Que peuvent nous apprendre ces réflexions stoïciennes ? Tout d’abord, il me semble qu’on trouve dans les réflexions ci-dessus une réponse à la tendance actuelle à vouloir tout, tout de suite, sans que rien ne nous soit demandé en échange. Et la multiplication des échantillons gratuits, des dégustations gratuites et des cadeaux que la publicité nous offre, ne peut que nous confirmer dans cette tendance. Il y a chez les stoïciens au contraire une notion de sacrifice rendu nécessaire pour obtenir les vrais avantages, les vrais biens. A l’enthousiasme actuel pour tout ce qui est donné gratuitement s’oppose la sagesse stoïcienne qui redonne un prix à ce qui importe vraiment. Comment croire que l’on peut nous offrir gratuitement la paix de l’âme ? L’expression « vendre du bonheur » ne serait donc pas si éloignée de la réalité, puisqu’elle redonne au bonheur un prix, une valeur que la gratuité lui retire habituellement. Mais le prix du bonheur est-il vraiment celui de ces « marchands de rêves » ? Au bonheur matériel proposé par la publicité s’oppose le réalisme stoïcien, qui rappelle le juste prix de ce qui importe vraiment. Ce prix, c’est une cohérence interne, une certaine adéquation entre notre choix de vie et nos désirs. Sommes-nous cohérents avec nous-mêmes ? Nos désirs ne vont-ils pas parfois dans la direction opposée de ce que nous voudrions vraiment ? Nos choix quotidiens sont-ils en cohérence avec ce que nous voulons faire de notre vie ? Cette cohérence que les stoïciens recherchent n’est pas toujours évidente, car l’homme est souvent dirigé par ses contradictions. Mais si le bonheur est à ce prix, saurons-nous payer l’obole ?

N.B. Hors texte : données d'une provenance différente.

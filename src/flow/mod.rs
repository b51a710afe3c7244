//! Community model and setpoint allocation.

pub mod component;
pub mod proposal;
pub mod sensor;
pub mod topology;

pub use component::{Component, ComponentKind};
pub use proposal::FlowProposal;
pub use sensor::Sensor;
pub use topology::{ComponentSetPoint, ROOT_ID, Topology};
use std::collections::BTreeMap;

use serde::{Deserialize, Serialize};

use super::component::ComponentKind;
use super::sensor::Sensor;
use super::topology::Topology;

const EPSILON: f64 = 1e-9;

/// What a sensor would carry if the grid operator imposed no limits.
#[derive(Debug, Clone, Copy, PartialEq, Serialize, Deserialize)]
#[serde(rename_all = "camelCase")]
pub struct FlowProposal {
    /// Net flow through the sensor, consumption positive.
    pub flow: f64,
    /// Components driving that flow: active chargers below a consuming
    /// sensor, active PVs below a producing one.
    pub number_of_nodes: usize,
}

impl FlowProposal {
    fn for_sensor(sensor: &Sensor) -> Self {
        let flow = sensor.flow();
        let kind = if flow > EPSILON {
            Some(ComponentKind::Charger)
        } else if flow < -EPSILON {
            Some(ComponentKind::Pv)
        } else {
            None
        };
        let number_of_nodes = kind.map_or(0, |kind| {
            sensor
                .iter()
                .flat_map(|s| s.components(kind))
                .filter(|c| c.set_point > EPSILON)
                .count()
        });
        Self {
            flow,
            number_of_nodes,
        }
    }
}

impl Topology {
    /// Runs an unconstrained round on a copy of the tree and reports the
    /// resulting flow per sensor. The tree itself, including its limits and
    /// setpoints, is left untouched.
    pub fn flow_proposals(&self) -> BTreeMap<String, FlowProposal> {
        let mut unconstrained = self.clone();
        unconstrained.set_all_sensor_limits(f64::INFINITY);
        unconstrained.allocate();
        unconstrained
            .root()
            .iter()
            .skip(1)
            .map(|s| (s.id.clone(), FlowProposal::for_sensor(s)))
            .collect()
    }
}

#[cfg(test)]
mod tests {
    use super::*;

    #[test]
    fn proposals_ignore_limits() {
        let mut t = Topology::new();
        t.add_sensor("a", 1.0);
        t.add_sensor("b", 1.0);
        t.add_charger("c1", "a");
        t.add_pv("p1", "b");
        t.add_pv("p2", "b");
        t.set_demand("c1", 4.0);
        t.set_demand("p1", 3.0);
        t.set_demand("p2", 3.0);

        let proposals = t.flow_proposals();
        let a = proposals["a"];
        let b = proposals["b"];
        assert!((a.flow - 4.0).abs() < 1e-9);
        assert_eq!(a.number_of_nodes, 1);
        assert!((b.flow + 4.0).abs() < 1e-9);
        assert_eq!(b.number_of_nodes, 2);

        assert_eq!(t.sensor("a").map(|s| s.limit), Some(1.0));
        assert!(t.set_points().iter().all(|r| r.set_point == 0.0));
    }

    #[test]
    fn idle_sensor_reports_no_nodes() {
        let mut t = Topology::new();
        t.add_charger("c1", "a");
        let proposals = t.flow_proposals();
        assert_eq!(proposals["a"].flow, 0.0);
        assert_eq!(proposals["a"].number_of_nodes, 0);
        assert!(!proposals.contains_key("root"));
    }

    #[test]
    fn serializes_camel_case() {
        let p = FlowProposal {
            flow: 1.5,
            number_of_nodes: 2,
        };
        let json = serde_json::to_string(&p).expect("serializes");
        assert_eq!(json, r#"{"flow":1.5,"numberOfNodes":2}"#);
    }
}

[1] Sur ce point, voir le Manuel d’Epictète, introduction de Pierre Hadot, Librairie Générale Française, 2000, p. 23-24.
Doctorant en Philosophie antique à l’Université de Lausanne et à l’École Pratique des Hautes Études (EPHE) à Paris, Maël Goarzin tient le blog Comment vivre au quotidien ? consacré à la philosophie comme manière de vivre et à l’(in)actualité de la philosophie antique. Il est membre de l’Association Stoa Gallica, pour l’étude et la pratique d’un stoïcisme contemporain. Suivre sur Twitter : @MaelGoarzin
Commentaires
C’est la sempiternelle question du choix qui se pose, que d’aucuns évitent par la suffisance de la pseudoconnaissance… Texte bien redigé et fort clair…
par Ledoux Philippe - le 17 mars, 2014
Explicitation très intéressante de quelques principes essentiels de sagesse stoïcienne. Deux, modestes et brèves, remarques toutefois:
– l’exigence de cohérence des stoïciens était en parfaite résonance avec la conception harmonieuse du cosmos qui prévalait alors…laquelle a volé en éclat..ce qui rend probablement aujourd’hui plus difficile son intégration sauf à en faire une exigence éthique à l’aune de l’individu,
– vanité de la gratuité…à mettre en regard de la conception psychanalytique selon laquelle il n’existerait pas d’acte « désintéressé » à proprement parler…en poussant un peu, la comparaison, l’avatar contemporain de la cohérence stoïcienne ne serait-il pas le désir lacanien auquel chacun est convié à ne jamais renoncer?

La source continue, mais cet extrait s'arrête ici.